▸ **WORK REQUEST**:
Search the material below for the string "proxy". Return every line that holds it.

============

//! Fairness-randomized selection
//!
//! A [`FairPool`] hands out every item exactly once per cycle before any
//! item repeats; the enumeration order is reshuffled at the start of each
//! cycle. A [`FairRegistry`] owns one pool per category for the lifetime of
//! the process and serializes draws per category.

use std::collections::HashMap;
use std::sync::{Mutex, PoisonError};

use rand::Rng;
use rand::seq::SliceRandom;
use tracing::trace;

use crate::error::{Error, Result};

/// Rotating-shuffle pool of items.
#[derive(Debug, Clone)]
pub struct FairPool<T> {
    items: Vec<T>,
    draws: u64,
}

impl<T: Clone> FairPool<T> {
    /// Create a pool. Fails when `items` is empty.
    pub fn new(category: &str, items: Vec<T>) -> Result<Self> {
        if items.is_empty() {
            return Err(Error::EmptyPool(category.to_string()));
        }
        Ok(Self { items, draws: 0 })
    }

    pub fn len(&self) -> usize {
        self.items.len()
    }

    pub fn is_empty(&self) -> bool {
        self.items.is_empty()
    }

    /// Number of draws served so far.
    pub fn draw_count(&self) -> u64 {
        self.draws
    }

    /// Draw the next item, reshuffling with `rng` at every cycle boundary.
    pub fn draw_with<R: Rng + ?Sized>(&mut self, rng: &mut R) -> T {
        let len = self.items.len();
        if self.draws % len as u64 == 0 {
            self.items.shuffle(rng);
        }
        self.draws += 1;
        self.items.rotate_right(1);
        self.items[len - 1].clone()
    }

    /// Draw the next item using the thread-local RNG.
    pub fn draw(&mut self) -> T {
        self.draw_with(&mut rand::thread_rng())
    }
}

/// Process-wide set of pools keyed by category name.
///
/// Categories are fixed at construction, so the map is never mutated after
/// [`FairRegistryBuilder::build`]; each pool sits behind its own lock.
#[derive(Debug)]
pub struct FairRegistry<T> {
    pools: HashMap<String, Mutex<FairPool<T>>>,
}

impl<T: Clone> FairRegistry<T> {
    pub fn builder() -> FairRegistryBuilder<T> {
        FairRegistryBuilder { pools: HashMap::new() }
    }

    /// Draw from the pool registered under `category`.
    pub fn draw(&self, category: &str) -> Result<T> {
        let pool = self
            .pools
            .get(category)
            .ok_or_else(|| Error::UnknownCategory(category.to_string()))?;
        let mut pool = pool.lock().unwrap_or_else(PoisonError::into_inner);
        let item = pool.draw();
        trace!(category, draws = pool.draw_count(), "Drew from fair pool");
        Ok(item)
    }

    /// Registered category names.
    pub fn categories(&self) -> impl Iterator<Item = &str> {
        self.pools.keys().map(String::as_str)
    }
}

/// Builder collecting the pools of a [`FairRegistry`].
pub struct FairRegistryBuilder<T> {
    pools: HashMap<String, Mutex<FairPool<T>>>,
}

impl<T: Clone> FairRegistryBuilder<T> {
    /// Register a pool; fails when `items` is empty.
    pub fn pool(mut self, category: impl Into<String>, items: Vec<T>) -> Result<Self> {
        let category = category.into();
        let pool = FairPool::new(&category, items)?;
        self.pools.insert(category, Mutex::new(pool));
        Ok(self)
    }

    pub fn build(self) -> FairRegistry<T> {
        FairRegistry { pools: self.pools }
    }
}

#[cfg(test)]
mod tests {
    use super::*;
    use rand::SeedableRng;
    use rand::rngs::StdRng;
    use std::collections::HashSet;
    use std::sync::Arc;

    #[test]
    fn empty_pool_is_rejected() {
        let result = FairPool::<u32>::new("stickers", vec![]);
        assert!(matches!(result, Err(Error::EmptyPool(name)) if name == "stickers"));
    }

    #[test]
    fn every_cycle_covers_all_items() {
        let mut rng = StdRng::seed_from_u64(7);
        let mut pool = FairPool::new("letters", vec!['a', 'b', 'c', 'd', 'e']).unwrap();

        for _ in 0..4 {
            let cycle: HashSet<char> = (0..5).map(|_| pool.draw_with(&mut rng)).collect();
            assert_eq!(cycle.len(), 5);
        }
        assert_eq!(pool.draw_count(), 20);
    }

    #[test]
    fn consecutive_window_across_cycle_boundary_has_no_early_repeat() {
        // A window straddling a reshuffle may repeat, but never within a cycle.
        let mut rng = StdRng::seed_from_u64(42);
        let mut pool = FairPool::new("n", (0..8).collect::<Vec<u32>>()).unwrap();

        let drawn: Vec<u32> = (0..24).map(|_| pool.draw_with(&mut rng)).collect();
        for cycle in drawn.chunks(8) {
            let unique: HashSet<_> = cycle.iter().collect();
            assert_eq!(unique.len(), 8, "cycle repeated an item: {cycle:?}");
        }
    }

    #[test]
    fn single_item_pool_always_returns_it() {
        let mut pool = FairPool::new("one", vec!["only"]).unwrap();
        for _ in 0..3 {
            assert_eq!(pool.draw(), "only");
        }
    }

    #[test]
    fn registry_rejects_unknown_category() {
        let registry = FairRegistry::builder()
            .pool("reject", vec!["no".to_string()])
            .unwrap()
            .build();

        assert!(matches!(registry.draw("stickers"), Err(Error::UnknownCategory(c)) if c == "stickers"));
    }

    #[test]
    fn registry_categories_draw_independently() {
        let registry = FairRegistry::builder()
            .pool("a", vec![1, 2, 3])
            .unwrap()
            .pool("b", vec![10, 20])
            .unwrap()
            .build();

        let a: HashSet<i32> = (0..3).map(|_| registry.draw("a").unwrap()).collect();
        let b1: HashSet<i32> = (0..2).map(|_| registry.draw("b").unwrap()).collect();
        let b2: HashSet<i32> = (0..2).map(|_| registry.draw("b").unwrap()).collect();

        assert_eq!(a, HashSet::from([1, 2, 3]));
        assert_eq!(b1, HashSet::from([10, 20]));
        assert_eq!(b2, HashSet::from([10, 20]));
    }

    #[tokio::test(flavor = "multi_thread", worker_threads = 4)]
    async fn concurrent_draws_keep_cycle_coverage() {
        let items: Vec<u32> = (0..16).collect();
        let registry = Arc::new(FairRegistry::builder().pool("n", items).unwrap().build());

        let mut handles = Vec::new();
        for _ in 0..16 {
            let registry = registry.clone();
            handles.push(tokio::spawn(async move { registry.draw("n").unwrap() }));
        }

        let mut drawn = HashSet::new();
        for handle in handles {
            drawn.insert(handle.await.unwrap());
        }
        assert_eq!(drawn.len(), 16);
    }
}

============

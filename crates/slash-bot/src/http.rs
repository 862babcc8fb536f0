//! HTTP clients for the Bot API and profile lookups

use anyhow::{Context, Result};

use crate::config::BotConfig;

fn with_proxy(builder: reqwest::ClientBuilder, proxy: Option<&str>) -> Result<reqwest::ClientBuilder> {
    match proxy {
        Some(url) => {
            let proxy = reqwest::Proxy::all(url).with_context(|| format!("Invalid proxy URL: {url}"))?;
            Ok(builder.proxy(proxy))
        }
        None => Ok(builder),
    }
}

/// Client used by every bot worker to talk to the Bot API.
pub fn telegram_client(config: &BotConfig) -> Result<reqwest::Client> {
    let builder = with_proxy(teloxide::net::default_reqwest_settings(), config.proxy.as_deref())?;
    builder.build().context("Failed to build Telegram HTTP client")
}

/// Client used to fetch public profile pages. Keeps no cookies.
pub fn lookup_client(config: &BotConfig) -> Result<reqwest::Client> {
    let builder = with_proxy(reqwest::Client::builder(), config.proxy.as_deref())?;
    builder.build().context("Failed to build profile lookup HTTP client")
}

============

▸ **TASK RESULT**:
fn with_proxy(builder: reqwest::ClientBuilder, proxy: Option<&str>) -> Result<reqwest::ClientBuilder> {
    match proxy {
            let proxy = reqwest::Proxy::all(url).with_context(|| format!("Invalid proxy URL: {url}"))?;
            Ok(builder.proxy(proxy))
    let builder = with_proxy(teloxide::net::default_reqwest_settings(), config.proxy.as_deref())?;
    let builder = with_proxy(reqwest::Client::builder(), config.proxy.as_deref())?;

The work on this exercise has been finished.